* _TASK REQUIREMENTS_:
Quote the material below exactly as written, from the first line to the line that holds "in-progress submission that", endpoints included.

··· GIVEN INFORMATION

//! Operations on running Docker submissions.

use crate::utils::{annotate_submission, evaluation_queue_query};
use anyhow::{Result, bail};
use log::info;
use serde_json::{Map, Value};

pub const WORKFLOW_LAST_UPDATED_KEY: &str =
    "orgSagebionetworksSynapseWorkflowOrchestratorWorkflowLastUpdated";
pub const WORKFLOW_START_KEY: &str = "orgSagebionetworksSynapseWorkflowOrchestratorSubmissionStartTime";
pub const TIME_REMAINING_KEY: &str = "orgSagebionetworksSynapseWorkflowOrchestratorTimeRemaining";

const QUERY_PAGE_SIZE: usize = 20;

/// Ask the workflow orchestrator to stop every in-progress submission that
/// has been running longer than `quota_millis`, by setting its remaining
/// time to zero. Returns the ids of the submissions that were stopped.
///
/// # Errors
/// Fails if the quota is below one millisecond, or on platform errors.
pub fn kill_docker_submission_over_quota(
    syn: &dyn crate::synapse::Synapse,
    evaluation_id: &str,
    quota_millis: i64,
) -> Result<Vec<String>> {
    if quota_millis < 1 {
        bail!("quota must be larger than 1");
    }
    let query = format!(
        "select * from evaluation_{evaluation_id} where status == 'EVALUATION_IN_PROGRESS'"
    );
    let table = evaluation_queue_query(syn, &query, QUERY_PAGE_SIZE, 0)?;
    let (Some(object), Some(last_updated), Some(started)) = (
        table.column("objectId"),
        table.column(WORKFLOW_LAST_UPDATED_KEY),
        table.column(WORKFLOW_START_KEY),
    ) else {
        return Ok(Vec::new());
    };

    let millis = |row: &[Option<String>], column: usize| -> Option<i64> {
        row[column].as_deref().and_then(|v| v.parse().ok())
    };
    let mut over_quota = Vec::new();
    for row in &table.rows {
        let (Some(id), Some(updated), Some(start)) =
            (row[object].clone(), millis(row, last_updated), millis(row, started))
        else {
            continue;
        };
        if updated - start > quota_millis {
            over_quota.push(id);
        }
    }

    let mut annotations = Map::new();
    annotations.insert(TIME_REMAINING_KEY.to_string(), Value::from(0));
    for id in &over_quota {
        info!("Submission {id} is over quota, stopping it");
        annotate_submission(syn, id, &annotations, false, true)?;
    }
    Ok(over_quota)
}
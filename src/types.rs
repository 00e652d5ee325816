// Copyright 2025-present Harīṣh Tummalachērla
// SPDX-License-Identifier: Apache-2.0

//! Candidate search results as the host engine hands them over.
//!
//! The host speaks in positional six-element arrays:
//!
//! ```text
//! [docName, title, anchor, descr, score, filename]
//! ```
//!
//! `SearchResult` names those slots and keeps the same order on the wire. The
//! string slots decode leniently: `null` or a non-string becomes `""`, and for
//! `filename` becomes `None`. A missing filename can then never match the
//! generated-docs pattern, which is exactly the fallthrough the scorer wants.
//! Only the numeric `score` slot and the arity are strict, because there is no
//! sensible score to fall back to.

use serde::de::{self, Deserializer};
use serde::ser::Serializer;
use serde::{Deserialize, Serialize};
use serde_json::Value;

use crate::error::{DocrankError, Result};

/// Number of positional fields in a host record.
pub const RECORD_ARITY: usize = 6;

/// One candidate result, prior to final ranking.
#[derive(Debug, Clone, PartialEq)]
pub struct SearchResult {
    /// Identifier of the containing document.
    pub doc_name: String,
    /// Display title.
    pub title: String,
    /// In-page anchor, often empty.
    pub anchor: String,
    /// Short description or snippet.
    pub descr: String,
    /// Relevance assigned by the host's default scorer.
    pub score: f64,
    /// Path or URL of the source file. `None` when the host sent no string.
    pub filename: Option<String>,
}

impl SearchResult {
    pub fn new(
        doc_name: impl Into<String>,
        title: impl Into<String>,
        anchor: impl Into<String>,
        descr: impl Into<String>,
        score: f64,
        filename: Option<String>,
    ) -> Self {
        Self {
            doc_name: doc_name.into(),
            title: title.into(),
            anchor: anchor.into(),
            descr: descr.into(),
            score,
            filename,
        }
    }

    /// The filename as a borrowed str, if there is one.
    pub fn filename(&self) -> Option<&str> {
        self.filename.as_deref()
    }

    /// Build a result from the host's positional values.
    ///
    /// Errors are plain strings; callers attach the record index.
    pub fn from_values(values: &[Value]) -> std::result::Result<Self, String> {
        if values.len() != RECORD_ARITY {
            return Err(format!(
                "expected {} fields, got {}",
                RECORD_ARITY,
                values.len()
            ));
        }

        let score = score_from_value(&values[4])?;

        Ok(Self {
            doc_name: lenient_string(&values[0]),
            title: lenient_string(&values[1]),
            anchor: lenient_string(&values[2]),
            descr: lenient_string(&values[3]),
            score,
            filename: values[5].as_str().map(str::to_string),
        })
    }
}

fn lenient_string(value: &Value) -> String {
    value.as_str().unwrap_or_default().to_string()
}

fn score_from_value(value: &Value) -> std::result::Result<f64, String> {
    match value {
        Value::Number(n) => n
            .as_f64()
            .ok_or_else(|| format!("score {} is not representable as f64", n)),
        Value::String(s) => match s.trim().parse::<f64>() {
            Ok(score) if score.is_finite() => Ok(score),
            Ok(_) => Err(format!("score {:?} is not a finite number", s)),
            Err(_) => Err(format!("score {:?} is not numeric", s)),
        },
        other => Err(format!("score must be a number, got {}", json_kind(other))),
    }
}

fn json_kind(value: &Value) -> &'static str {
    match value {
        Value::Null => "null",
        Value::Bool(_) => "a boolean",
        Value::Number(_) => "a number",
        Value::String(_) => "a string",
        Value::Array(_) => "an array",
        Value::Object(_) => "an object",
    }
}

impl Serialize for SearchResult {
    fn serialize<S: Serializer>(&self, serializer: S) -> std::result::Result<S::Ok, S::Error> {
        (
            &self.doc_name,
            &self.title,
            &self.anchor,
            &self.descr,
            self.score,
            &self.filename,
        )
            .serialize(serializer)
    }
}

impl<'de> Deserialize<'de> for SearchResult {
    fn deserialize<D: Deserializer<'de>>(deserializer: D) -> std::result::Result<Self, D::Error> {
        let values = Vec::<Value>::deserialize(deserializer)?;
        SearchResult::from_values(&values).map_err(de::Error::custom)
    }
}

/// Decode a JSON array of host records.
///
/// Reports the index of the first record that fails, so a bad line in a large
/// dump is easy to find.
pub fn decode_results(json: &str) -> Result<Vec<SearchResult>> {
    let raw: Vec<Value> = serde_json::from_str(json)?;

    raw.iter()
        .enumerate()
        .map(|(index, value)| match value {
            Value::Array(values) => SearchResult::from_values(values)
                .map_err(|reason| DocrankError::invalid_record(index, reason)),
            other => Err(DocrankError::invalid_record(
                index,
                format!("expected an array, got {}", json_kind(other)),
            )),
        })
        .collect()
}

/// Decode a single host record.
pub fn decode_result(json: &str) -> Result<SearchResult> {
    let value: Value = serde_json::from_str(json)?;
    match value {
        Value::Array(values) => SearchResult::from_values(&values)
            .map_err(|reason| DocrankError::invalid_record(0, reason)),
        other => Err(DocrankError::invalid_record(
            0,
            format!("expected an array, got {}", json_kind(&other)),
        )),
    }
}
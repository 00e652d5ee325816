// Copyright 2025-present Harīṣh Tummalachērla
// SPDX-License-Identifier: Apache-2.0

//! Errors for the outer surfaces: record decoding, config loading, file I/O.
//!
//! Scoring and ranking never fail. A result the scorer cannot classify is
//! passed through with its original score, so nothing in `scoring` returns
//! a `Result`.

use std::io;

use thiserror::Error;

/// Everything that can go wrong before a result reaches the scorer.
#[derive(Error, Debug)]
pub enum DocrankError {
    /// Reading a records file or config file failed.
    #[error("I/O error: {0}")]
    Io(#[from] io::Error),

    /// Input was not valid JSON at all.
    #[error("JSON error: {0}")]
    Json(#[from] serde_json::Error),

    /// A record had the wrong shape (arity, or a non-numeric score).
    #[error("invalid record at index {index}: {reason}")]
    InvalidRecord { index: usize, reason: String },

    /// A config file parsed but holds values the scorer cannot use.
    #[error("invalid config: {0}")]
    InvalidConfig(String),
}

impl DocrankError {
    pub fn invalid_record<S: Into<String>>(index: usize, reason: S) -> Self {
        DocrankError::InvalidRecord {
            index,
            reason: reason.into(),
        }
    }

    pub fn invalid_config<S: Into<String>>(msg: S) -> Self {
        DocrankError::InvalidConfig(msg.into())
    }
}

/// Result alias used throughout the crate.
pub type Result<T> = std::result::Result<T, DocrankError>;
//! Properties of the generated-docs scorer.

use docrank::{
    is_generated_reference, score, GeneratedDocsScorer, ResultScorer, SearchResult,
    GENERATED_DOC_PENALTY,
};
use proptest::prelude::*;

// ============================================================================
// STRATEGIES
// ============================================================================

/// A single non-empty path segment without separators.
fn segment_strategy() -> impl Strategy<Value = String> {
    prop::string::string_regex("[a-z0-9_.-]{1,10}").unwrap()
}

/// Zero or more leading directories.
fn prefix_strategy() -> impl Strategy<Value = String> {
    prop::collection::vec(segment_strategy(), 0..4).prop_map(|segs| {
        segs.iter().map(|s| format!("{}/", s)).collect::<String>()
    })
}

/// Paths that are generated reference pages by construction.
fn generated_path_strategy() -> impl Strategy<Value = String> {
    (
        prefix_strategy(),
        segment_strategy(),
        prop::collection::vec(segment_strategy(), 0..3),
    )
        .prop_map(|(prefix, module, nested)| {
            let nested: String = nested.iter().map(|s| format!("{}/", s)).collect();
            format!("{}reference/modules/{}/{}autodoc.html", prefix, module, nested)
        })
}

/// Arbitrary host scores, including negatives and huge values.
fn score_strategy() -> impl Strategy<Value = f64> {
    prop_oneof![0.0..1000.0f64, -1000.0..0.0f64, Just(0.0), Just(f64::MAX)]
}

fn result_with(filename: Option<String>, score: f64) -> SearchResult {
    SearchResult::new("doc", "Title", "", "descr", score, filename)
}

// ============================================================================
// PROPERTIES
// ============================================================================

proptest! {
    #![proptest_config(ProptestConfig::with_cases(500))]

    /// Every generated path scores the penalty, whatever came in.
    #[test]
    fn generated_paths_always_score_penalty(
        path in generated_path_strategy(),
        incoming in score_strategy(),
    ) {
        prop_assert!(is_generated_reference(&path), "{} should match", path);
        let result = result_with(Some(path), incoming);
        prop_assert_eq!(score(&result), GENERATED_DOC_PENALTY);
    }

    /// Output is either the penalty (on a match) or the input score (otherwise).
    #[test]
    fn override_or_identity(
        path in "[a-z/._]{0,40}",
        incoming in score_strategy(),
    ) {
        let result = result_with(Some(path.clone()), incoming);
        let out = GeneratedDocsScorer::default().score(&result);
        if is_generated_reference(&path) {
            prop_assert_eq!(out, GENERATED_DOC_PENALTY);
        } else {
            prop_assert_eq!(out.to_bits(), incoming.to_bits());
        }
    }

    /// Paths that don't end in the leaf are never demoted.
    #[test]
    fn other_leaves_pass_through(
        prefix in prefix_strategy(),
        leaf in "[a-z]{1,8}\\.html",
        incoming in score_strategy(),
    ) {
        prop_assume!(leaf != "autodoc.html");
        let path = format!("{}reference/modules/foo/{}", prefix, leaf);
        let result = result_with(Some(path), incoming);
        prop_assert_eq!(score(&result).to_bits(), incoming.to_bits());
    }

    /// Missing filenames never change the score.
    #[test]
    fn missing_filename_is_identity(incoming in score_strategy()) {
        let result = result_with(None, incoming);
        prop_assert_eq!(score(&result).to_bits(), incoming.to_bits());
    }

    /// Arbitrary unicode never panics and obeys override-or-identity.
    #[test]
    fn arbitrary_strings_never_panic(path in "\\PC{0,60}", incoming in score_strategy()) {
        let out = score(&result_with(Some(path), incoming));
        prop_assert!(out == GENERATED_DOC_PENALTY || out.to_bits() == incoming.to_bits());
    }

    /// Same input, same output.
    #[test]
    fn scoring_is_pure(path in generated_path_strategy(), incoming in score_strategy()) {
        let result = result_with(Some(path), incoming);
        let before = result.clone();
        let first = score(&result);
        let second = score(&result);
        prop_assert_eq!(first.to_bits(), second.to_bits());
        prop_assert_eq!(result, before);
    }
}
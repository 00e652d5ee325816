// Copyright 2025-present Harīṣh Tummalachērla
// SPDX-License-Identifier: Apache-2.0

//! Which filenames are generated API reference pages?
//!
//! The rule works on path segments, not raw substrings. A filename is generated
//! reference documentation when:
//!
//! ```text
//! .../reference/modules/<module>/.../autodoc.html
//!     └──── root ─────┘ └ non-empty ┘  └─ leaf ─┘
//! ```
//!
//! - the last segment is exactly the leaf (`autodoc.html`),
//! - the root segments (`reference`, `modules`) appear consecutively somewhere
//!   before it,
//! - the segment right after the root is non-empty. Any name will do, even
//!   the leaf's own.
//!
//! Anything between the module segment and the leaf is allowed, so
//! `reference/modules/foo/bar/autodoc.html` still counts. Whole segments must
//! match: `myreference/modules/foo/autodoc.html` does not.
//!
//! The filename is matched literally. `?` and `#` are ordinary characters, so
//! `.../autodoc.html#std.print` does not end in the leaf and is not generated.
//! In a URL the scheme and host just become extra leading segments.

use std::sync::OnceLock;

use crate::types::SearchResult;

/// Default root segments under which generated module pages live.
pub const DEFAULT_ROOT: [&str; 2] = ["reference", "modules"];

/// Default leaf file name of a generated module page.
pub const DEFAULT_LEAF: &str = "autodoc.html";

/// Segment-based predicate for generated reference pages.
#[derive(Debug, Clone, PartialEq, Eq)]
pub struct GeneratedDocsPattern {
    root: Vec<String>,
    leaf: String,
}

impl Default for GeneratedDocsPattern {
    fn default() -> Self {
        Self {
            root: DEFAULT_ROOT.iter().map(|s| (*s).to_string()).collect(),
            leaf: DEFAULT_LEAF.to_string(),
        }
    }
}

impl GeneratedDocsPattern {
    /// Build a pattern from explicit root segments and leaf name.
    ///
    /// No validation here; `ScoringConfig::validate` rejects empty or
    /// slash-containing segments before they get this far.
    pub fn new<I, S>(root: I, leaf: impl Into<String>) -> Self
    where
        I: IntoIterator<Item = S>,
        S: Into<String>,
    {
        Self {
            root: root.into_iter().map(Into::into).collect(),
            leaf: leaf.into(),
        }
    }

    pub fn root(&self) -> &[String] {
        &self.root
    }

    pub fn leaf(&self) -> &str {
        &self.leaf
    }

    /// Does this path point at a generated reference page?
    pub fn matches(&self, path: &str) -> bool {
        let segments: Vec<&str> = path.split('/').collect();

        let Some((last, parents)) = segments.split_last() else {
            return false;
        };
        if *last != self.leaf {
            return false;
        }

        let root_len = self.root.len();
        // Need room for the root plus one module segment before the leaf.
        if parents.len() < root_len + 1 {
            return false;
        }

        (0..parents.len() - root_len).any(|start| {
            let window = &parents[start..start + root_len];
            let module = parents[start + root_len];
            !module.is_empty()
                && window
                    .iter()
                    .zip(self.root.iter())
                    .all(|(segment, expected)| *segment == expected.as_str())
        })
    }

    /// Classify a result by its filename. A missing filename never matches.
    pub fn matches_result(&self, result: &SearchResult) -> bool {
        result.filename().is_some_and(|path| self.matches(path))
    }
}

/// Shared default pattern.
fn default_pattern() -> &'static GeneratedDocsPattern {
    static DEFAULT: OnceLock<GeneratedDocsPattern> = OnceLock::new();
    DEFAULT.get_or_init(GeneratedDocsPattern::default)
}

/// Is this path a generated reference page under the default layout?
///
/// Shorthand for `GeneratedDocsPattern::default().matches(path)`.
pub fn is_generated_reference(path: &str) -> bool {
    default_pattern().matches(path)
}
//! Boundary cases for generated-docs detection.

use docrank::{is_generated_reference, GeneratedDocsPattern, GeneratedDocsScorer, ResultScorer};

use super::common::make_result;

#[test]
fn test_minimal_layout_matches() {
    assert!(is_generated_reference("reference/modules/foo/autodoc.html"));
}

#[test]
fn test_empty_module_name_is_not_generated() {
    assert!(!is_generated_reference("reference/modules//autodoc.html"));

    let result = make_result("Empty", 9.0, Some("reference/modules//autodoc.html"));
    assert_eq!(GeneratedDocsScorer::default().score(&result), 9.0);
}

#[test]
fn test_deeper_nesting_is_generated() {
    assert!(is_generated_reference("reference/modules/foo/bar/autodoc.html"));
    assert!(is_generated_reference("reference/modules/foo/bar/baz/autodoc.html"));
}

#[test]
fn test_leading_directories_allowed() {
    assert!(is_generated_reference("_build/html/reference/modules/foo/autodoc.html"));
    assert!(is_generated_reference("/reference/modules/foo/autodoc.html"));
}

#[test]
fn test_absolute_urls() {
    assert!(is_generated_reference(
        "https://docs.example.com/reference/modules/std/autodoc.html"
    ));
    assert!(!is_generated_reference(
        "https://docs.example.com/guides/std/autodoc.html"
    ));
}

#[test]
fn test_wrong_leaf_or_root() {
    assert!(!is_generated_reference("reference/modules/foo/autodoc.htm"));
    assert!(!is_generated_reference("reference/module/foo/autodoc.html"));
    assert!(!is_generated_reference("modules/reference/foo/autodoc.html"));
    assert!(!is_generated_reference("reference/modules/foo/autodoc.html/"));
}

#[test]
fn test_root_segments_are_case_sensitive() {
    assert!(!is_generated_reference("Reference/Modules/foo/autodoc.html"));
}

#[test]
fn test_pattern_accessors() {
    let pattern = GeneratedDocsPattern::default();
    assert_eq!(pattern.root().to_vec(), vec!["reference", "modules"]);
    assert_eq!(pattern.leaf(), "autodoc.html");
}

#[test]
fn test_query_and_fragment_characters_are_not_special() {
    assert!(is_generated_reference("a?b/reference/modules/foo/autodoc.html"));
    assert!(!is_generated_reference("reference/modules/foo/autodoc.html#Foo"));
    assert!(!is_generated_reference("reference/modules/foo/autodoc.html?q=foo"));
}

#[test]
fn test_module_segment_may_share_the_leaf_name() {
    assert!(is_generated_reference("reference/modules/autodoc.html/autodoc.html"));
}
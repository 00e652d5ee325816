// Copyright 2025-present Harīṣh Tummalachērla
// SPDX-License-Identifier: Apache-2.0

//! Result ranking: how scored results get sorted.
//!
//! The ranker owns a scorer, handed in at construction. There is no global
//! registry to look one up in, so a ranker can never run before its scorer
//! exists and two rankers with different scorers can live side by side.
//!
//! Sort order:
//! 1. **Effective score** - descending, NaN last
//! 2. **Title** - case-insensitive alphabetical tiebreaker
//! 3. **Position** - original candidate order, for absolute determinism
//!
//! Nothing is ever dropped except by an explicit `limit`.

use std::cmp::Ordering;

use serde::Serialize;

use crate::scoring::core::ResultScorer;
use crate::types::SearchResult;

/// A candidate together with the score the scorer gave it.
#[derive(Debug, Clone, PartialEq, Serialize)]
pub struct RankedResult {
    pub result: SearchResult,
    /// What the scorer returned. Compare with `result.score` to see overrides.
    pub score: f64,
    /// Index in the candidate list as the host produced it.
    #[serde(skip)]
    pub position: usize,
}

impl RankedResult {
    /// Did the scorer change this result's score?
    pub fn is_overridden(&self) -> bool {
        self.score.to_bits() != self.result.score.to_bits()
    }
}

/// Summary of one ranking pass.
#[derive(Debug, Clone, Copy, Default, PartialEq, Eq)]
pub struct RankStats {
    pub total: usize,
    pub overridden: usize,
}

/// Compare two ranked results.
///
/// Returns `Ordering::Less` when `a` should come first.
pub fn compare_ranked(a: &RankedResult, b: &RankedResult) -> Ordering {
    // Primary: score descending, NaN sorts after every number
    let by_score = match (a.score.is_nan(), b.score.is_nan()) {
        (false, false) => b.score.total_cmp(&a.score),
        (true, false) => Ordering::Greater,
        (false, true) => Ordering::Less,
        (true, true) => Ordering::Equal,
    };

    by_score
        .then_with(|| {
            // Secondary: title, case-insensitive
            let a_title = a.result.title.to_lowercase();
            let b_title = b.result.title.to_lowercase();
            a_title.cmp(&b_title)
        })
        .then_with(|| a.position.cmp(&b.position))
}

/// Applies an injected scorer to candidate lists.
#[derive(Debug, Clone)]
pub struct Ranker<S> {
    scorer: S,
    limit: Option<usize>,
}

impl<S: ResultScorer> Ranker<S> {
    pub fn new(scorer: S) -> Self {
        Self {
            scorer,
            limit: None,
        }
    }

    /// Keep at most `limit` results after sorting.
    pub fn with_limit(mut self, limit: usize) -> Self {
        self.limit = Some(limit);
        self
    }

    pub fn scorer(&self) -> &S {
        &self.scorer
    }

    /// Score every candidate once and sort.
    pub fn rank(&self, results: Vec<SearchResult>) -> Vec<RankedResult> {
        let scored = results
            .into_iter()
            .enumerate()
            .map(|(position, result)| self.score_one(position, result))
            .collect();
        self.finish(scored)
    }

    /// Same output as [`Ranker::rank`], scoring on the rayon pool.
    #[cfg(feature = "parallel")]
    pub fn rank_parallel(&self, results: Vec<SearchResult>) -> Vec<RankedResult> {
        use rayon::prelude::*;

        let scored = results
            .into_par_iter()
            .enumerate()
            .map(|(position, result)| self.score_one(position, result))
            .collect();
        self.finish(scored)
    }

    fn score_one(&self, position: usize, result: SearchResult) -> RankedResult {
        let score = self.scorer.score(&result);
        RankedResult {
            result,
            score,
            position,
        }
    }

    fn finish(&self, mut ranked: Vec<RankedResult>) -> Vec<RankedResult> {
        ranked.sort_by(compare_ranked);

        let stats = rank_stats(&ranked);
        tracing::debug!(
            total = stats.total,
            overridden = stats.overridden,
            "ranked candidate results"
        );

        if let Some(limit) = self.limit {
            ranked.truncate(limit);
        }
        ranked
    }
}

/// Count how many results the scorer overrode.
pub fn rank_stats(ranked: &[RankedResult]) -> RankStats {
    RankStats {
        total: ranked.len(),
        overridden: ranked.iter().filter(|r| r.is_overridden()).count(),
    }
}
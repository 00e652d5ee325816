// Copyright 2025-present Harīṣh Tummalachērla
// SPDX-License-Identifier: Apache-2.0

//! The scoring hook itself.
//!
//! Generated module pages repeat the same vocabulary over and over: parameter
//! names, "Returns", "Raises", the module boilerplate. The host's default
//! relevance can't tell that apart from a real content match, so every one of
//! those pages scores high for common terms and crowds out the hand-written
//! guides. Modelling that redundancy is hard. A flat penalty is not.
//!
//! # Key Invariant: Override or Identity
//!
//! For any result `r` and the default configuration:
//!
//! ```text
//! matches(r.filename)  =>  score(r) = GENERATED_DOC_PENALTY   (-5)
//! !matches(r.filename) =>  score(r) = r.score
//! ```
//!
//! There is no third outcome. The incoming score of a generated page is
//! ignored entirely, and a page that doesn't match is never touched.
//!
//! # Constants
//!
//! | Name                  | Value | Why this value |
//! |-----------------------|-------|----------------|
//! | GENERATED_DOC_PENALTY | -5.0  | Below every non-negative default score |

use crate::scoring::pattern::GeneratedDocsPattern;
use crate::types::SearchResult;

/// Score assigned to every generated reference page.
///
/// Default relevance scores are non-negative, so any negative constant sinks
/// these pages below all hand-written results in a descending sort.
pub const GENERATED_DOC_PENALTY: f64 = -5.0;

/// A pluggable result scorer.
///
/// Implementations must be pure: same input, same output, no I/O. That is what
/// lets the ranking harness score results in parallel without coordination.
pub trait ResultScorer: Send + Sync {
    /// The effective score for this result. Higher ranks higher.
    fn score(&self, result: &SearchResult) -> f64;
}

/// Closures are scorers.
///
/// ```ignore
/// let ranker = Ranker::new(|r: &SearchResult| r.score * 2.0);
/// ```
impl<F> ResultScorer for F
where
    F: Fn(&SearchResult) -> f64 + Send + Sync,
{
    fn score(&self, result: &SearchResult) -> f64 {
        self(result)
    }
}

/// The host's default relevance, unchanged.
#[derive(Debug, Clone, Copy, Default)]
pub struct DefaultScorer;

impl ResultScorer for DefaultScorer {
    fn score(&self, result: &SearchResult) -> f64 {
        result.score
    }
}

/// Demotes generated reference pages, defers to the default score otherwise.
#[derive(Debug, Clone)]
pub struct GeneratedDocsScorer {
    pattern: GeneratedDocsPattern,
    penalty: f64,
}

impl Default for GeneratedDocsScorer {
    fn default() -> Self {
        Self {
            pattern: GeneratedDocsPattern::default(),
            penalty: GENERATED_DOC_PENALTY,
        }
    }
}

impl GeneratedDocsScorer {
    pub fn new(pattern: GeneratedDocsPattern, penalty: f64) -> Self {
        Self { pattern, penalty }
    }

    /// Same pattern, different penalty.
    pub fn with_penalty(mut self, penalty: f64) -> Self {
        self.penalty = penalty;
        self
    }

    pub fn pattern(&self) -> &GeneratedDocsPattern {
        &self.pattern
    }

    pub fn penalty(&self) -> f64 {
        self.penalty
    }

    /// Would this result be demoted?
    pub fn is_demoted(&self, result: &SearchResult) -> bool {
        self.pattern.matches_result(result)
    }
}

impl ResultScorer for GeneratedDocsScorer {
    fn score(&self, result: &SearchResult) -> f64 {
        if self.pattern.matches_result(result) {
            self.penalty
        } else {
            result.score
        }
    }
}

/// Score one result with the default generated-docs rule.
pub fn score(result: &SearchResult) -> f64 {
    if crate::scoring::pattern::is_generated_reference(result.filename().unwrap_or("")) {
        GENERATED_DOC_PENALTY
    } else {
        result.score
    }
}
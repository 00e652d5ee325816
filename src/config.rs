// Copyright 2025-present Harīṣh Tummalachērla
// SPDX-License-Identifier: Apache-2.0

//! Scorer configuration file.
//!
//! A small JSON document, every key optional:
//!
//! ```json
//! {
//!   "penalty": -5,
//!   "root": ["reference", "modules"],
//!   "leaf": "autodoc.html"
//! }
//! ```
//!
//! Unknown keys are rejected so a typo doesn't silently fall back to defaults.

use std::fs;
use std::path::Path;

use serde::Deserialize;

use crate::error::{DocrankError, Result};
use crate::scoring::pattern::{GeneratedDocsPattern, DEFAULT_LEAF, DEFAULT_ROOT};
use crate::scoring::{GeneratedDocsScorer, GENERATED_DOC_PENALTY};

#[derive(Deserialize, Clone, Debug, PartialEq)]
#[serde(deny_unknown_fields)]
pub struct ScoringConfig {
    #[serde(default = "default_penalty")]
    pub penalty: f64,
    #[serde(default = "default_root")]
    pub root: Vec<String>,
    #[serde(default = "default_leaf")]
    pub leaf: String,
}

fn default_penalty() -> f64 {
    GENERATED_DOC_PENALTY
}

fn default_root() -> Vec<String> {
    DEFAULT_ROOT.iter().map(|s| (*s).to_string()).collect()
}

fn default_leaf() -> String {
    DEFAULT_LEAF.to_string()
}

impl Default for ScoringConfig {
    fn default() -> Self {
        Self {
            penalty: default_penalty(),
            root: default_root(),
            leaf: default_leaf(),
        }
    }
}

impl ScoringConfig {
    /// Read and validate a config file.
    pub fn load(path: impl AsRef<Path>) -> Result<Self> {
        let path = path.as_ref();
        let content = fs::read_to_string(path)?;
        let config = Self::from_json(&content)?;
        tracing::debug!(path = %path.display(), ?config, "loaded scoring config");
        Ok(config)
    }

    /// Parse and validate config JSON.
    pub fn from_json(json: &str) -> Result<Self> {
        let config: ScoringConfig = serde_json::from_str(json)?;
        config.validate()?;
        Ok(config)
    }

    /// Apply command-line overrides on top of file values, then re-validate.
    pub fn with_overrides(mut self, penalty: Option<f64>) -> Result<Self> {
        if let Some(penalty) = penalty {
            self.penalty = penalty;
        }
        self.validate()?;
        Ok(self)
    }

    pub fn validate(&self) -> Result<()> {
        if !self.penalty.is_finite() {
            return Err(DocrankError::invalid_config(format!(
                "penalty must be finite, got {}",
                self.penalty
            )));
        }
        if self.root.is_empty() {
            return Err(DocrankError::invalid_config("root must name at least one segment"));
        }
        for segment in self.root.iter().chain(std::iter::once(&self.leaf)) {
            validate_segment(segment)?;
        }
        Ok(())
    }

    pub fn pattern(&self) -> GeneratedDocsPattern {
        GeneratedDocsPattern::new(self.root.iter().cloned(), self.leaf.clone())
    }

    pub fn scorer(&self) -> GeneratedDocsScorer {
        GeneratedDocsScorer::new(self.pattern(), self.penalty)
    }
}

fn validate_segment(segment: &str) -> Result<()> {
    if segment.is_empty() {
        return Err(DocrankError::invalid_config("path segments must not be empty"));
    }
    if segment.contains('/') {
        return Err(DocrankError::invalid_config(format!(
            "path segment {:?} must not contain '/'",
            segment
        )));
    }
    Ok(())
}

······

* _RESULT_:
//! Operations on running Docker submissions.

use crate::utils::{annotate_submission, evaluation_queue_query};
use anyhow::{Result, bail};
use log::info;
use serde_json::{Map, Value};

pub const WORKFLOW_LAST_UPDATED_KEY: &str =
    "orgSagebionetworksSynapseWorkflowOrchestratorWorkflowLastUpdated";
pub const WORKFLOW_START_KEY: &str = "orgSagebionetworksSynapseWorkflowOrchestratorSubmissionStartTime";
pub const TIME_REMAINING_KEY: &str = "orgSagebionetworksSynapseWorkflowOrchestratorTimeRemaining";

const QUERY_PAGE_SIZE: usize = 20;

/// Ask the workflow orchestrator to stop every in-progress submission that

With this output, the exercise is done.